(Source data)

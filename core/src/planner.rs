//! Greedy per-group link ordering: minimizes `link(2)` calls, respects
//! `LINK_MAX`, and keeps the registry's simulated state exact as it goes.

use crate::linkmax::LinkMaxTable;
use crate::registry::InodeRegistry;
use crate::stat::InodeId;
use crate::stats::Stats;
use std::path::PathBuf;

#[derive(Debug, Clone, PartialEq, Eq)]
pub struct LinkOp {
    pub from_path: PathBuf,
    pub to_path: PathBuf,
    pub from_inode: InodeId,
    pub to_inode: InodeId,
}

#[derive(Debug, Default)]
pub struct LinkPlan {
    pub ops: Vec<LinkOp>,
    /// Pathnames that could not be joined to any source because every
    /// group member hit `LINK_MAX` on its device.
    pub unlinkable: Vec<PathBuf>,
}

pub struct LinkPlanner<'a> {
    link_max: &'a LinkMaxTable,
}

impl<'a> LinkPlanner<'a> {
    pub fn new(link_max: &'a LinkMaxTable) -> Self {
        Self { link_max }
    }

    /// Plans one equivalence group (all members already proven mutually
    /// equal by the union-find). Mutates the registry's simulated state
    /// (`simulated_nlink`, path migration) as it emits ops so later groups
    /// and a second planning pass both observe the post-plan state.
    pub fn plan_group(&self, registry: &mut InodeRegistry, group: &[InodeId], stats: &mut Stats) -> LinkPlan {
        let mut plan = LinkPlan::default();
        if group.len() < 2 {
            return plan;
        }

        let mut members = group.to_vec();
        members.sort_by(|a, b| {
            let na = registry.get(*a).expect("group member vanished").simulated_nlink;
            let nb = registry.get(*b).expect("group member vanished").simulated_nlink;
            nb.cmp(&na).then(a.cmp(b))
        });

        let mut source_idx = 0usize;
        let mut exhausted = false;

        for target_pos in 1..members.len() {
            let target = members[target_pos];
            if exhausted {
                if let Some(rec) = registry.get(target) {
                    plan.unlinkable.extend(rec.paths.iter().cloned());
                }
                continue;
            }

            // Snapshot: iterating while migrating would otherwise mutate
            // the very list being walked.
            let target_paths: Vec<PathBuf> = match registry.get(target) {
                Some(rec) => rec.paths.clone(),
                None => continue,
            };
            let mut charged = false;
            let mut remaining = target_paths.into_iter();

            while let Some(path) = remaining.next() {
                if !self.find_capacity(&members, registry, &mut source_idx, target_pos) {
                    exhausted = true;
                    plan.unlinkable.push(path);
                    plan.unlinkable.extend(remaining);
                    break;
                }

                let source = members[source_idx];
                if !charged {
                    charged = true;
                    stats.additional_bytes_saveable +=
                        registry.get(target).expect("target vanished mid-group").stat.size;
                }

                let source_path = registry
                    .get(source)
                    .expect("source vanished mid-group")
                    .paths[0]
                    .clone();
                plan.ops.push(LinkOp {
                    from_path: source_path,
                    to_path: path.clone(),
                    from_inode: source,
                    to_inode: target,
                });

                registry.migrate_path(source, target, &path);
                if let Some(r) = registry.get_mut(source) {
                    r.simulated_nlink += 1;
                }
                if let Some(r) = registry.get_mut(target) {
                    r.simulated_nlink -= 1;
                }
            }
        }

        plan
    }

    /// Ensures `members[source_idx]` has spare `LINK_MAX` capacity,
    /// promoting the member with the most remaining headroom if not.
    /// Returns `false` if no member has any capacity left.
    ///
    /// Candidates at or after `target_pos` are excluded from the
    /// promotion search: they haven't been absorbed into a source yet and
    /// may still become targets themselves later in this loop, so picking
    /// one here would let a not-yet-visited member become its own source
    /// once `migrate_path` later empties and drops its record.
    fn find_capacity(
        &self,
        members: &[InodeId],
        registry: &InodeRegistry,
        source_idx: &mut usize,
        target_pos: usize,
    ) -> bool {
        let current = members[*source_idx];
        let cur_rec = registry.get(current).expect("source vanished");
        if cur_rec.simulated_nlink < self.link_max.get(current.dev) {
            return true;
        }

        let mut best: Option<(usize, u64)> = None;
        for (i, &m) in members.iter().enumerate() {
            if i >= target_pos {
                continue;
            }
            let rec = match registry.get(m) {
                Some(r) => r,
                None => continue,
            };
            let cap = self.link_max.get(m.dev);
            if rec.simulated_nlink < cap {
                let headroom = cap - rec.simulated_nlink;
                if best.map_or(true, |(_, best_headroom)| headroom > best_headroom) {
                    best = Some((i, headroom));
                }
            }
        }

        match best {
            Some((i, _)) => {
                *source_idx = i;
                true
            }
            None => false,
        }
    }
}

#[cfg(test)]
mod tests {
    use super::*;
    use crate::policy::MatchingPolicy;
    use crate::stat::{InodeId, StatSnapshot, XattrFingerprint};
    use std::path::PathBuf;

    fn stat() -> StatSnapshot {
        StatSnapshot {
            size: 10,
            mtime_secs: 0,
            mtime_nanos: 0,
            mode: 0o100644,
            uid: 0,
            gid: 0,
            nlink: 1,
            is_regular: true,
        }
    }

    fn registry_of(n: usize) -> (InodeRegistry, Vec<InodeId>) {
        let mut registry = InodeRegistry::new();
        let policy = MatchingPolicy::default();
        let mut ids = Vec::new();
        for i in 0..n {
            let id = InodeId::new(1, i as u64 + 1);
            ids.push(id);
            registry.admit(
                PathBuf::from(format!("/f{i}")),
                id,
                stat(),
                XattrFingerprint::absent(),
                &policy,
            );
        }
        (registry, ids)
    }

    #[test]
    fn exhausted_link_max_never_promotes_an_unvisited_member() {
        let (mut registry, ids) = registry_of(4);
        let mut link_max = LinkMaxTable::new();
        link_max.set_for_test(1, 2);
        let planner = LinkPlanner::new(&link_max);
        let mut stats = Stats::default();

        let plan = planner.plan_group(&mut registry, &ids, &mut stats);

        assert!(plan.ops.iter().all(|op| op.from_inode != op.to_inode));
        assert_eq!(plan.ops.len(), 1);
        assert_eq!(plan.unlinkable.len(), 2);
    }

    #[test]
    fn promotion_picks_an_already_absorbed_source_with_headroom() {
        let (mut registry, ids) = registry_of(3);
        let mut link_max = LinkMaxTable::new();
        link_max.set_for_test(1, 10);
        let planner = LinkPlanner::new(&link_max);
        let mut stats = Stats::default();

        let plan = planner.plan_group(&mut registry, &ids, &mut stats);

        assert_eq!(plan.ops.len(), 2);
        assert!(plan.unlinkable.is_empty());
        assert!(plan.ops.iter().all(|op| op.from_inode != op.to_inode));
    }
}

(End Source data)

Task requirements ▸
In the records above, locate each line with the word "crate". Copy all such lines.

Output below ▸
use crate::linkmax::LinkMaxTable;
use crate::registry::InodeRegistry;
use crate::stat::InodeId;
use crate::stats::Stats;
    use crate::policy::MatchingPolicy;
    use crate::stat::{InodeId, StatSnapshot, XattrFingerprint};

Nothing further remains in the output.